[Evgeny Morozov in a great post about all the implications of the NSA and data privacy][1]:
> This is the real tragedy of America’s “Internet freedom agenda”: it’s going to be the dissidents in China and Iran who will pay for the hypocrisy that drove it from the very beginning. America has managed to advance its communications-related interests by claiming high moral ground and using ambiguous terms like “Internet freedom” to hide many profound contradictions in its own policies. On matters of “Internet freedom” – democracy promotion rebranded under a sexier name – American enjoyed some legitimacy as it claimed that it didn’t engage in the kinds of surveillance that it itself condemned in China or Iran. Likewise, on matters of cyberattacks, it could go after China’s cyber-espionage or Iran’s cyber-attacks because it assured the world that it engaged in neither.

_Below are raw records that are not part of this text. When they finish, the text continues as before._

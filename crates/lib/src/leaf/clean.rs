//! Clean targets remove build artifacts.

use std::io;
use std::path::PathBuf;
use std::sync::Arc;

use tracing::{debug, info};

use crate::platform::Platform;
use crate::suite::Suite;
use crate::target::{NamedTarget, OutputTarget, Target, TargetError, TargetFuture};

/// Prefix of every clean target's name.
pub const CLEAN_TARGET_PREFIX: &str = "clean_";

/// Removes a single file. A file that does not exist is not an error.
#[derive(Debug, Clone, PartialEq, Eq)]
pub struct CleanTarget {
  /// The file to remove.
  pub filename: PathBuf,
  /// The platform the file was built for, if known.
  pub platform: Option<Platform>,
}

impl CleanTarget {
  pub fn new(filename: impl Into<PathBuf>) -> Self {
    Self {
      filename: filename.into(),
      platform: None,
    }
  }

  pub fn for_platform(filename: impl Into<PathBuf>, platform: Platform) -> Self {
    Self {
      filename: filename.into(),
      platform: Some(platform),
    }
  }
}

impl Target for CleanTarget {
  fn execute(self: Arc<Self>, _suite: Suite) -> TargetFuture {
    Box::pin(async move {
      match tokio::fs::remove_file(&self.filename).await {
        Ok(()) => {
          info!(file = %self.filename.display(), "removed artifact");
          Ok(())
        }
        Err(e) if e.kind() == io::ErrorKind::NotFound => {
          debug!(file = %self.filename.display(), "artifact already absent");
          Ok(())
        }
        Err(e) => Err(e.into()),
      }
    })
  }
}

impl NamedTarget for CleanTarget {
  /// `clean_` followed by the platform if present, the file name otherwise.
  fn name(&self) -> String {
    match &self.platform {
      Some(platform) => format!("{}{}", CLEAN_TARGET_PREFIX, platform),
      None => format!("{}{}", CLEAN_TARGET_PREFIX, self.filename.display()),
    }
  }
}

/// Create clean targets for the outputs of `targets`.
///
/// # Errors
///
/// Fails on the first target whose output name cannot be computed.
pub fn make_clean_targets<'a, T, I>(targets: I) -> Result<Vec<CleanTarget>, TargetError>
where
  T: OutputTarget + ?Sized + 'a,
  I: IntoIterator<Item = &'a T>,
{
  targets
    .into_iter()
    .map(|target| Ok(CleanTarget::new(target.output_name()?)))
    .collect()
}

This is a really long post, but it is the best summary of all the moving parts and issues they present that I have seen to date. Also, I do love this bit:
> Google could have easily chosen to encrypt our communications in a way that its own algorithms wouldn’t be able to decipher, depriving both itself and the NSA of much-coveted data. But then Google wouldn’t be able to offer us a free service. And who would be happy about this?
Morozov also draws a comparison to energy consumption which is a really good way of looking at digital privacy — that there are consequences we are just now learning about that are far reaching than we ever thought.